King was born Irwin Alan Kniberg in Brooklyn on December 26, 1927 to Russian immigrants. He was an early protégé of Milton Berle and was well known for his appearances on The Ed Sullivan Show and The Tonight Show. He was also a prolific nightclub performer and a renowned member of the Friars Club, which he joined in 1945. Among his many high profile assignments, King emceed President John F. Kennedy's inaugural party and hosted the 1972 Academy Awards. In January 2004, he was honored as a Legend of Comedy and performed in the second annual Nightlife Awards event at The Town Hall.
He appeared in 29 films and numerous television shows, founded the Alan King Tennis Class professional tennis tournament in Las Vegas in the 1970s, and authored five books including his 1996 autobiography Name-Dropping: The Life and Lies of Alan King. His charity work included fund raising for the Nassau Center for Emotionally Disturbed Children on Long Island, the establishment of a chair in dramatic arts at Brandeis University, and the founding of the Alan King Diagnostic Medical Center in Jerusalem.

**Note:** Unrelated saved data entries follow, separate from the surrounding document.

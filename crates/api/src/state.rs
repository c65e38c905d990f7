use inforecon_application::use_cases::{
    BatchIpInfoUseCase, GetDnsInfoUseCase, GetIpInfoUseCase, WebSearchUseCase,
};
use std::sync::Arc;

#[derive(Clone)]
pub struct AppState {
    pub get_dns_info: Arc<GetDnsInfoUseCase>,
    pub get_ip_info: Arc<GetIpInfoUseCase>,
    pub batch_ip_info: Arc<BatchIpInfoUseCase>,
    pub web_search: Arc<WebSearchUseCase>,
    pub max_batch_size: usize,
    /// Reported by the index endpoint
    pub cache_backend: &'static str,
}
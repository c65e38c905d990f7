use async_trait::async_trait;
use inforecon_application::ports::CacheStore;
use inforecon_domain::config::RedisConfig;
use inforecon_domain::DomainError;
use redis::aio::ConnectionManager;
use redis::AsyncCommands;
use std::time::Duration;
use tracing::info;

/// Redis-backed store: `GET` and `SET key value EX ttl` over a multiplexed,
/// auto-reconnecting connection.
pub struct RedisCacheStore {
    connection: ConnectionManager,
}

impl RedisCacheStore {
    pub async fn connect(config: &RedisConfig) -> Result<Self, DomainError> {
        let client = redis::Client::open(config.url())
            .map_err(|e| DomainError::Cache(format!("Invalid Redis URL: {}", e)))?;

        let connection = ConnectionManager::new(client).await.map_err(|e| {
            DomainError::Cache(format!(
                "Failed to connect to Redis at {}:{}: {}",
                config.host, config.port, e
            ))
        })?;

        info!(host = %config.host, port = config.port, db = config.db, "Connected to Redis");

        Ok(Self { connection })
    }
}

#[async_trait]
impl CacheStore for RedisCacheStore {
    async fn get(&self, key: &str) -> Result<Option<Vec<u8>>, DomainError> {
        let mut conn = self.connection.clone();
        conn.get::<_, Option<Vec<u8>>>(key)
            .await
            .map_err(|e| DomainError::Cache(format!("Redis GET failed: {}", e)))
    }

    async fn set(&self, key: &str, value: Vec<u8>, ttl: Duration) -> Result<(), DomainError> {
        // EX 0 is rejected by Redis
        let seconds = ttl.as_secs().max(1);
        let mut conn = self.connection.clone();
        conn.set_ex::<_, _, ()>(key, value, seconds)
            .await
            .map_err(|e| DomainError::Cache(format!("Redis SET failed: {}", e)))
    }

    fn backend_name(&self) -> &'static str {
        "redis"
    }
}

King co-starred in the 1965 City Center revival of Guys and Dolls and in the Broadway production of The Impossible Years. Among his credits as a producer were The Lion in Winter and the 1966 revival of Dinner at Eight. In 2002, King played the title role in Marsha Lebby and John Lollos's Mr. Goldwyn, which ran Off-Broadway at the Promenade Theatre.
He is survived by his wife Jeanette, two sons, a daughter, and seven grandchildren.